_TRY IT:_
Among the entries below, find each line with "logic" and show it.
PROVIDED RECORDS START
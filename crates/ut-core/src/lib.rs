//! Core domain logic for the usage tracker.
//!
//! This crate contains the fundamental types and logic for:
//! - Session reconstruction: turning lifecycle events into foreground intervals
//! - Bucket aggregation: splitting intervals into hour/day buckets
//! - Incremental sync: merging freshly computed buckets into a store
//! - Rollups: hour, day and per-entity summaries over stored buckets

pub mod bucket;
pub mod event;
pub mod reconstruct;
pub mod rollup;
pub mod store;
mod sync;

#[cfg(test)]
mod testing;

pub use bucket::{BucketAggregate, BucketKey, BucketMap, BucketWidth, DAY_MS, HOUR_MS, aggregate};
pub use event::{LifecycleEvent, LifecycleKind, UnknownLifecycleKind, ValidationError};
pub use reconstruct::{
    ForegroundInterval, MalformedEvent, Reconstruction, TransitionEvent, Window, reconstruct,
};
pub use rollup::{EntityUsage, UsageTotal};
pub use store::{AggregateStore, EventSource, NameResolver};
pub use sync::{SyncConfig, SyncCoordinator, SyncError, SyncResult, SyncState, SyncStatus};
PROVIDED RECORDS END
_SOLUTION TO THE PROBLEM:_
//! Core domain logic for the usage tracker.
//! This crate contains the fundamental types and logic for:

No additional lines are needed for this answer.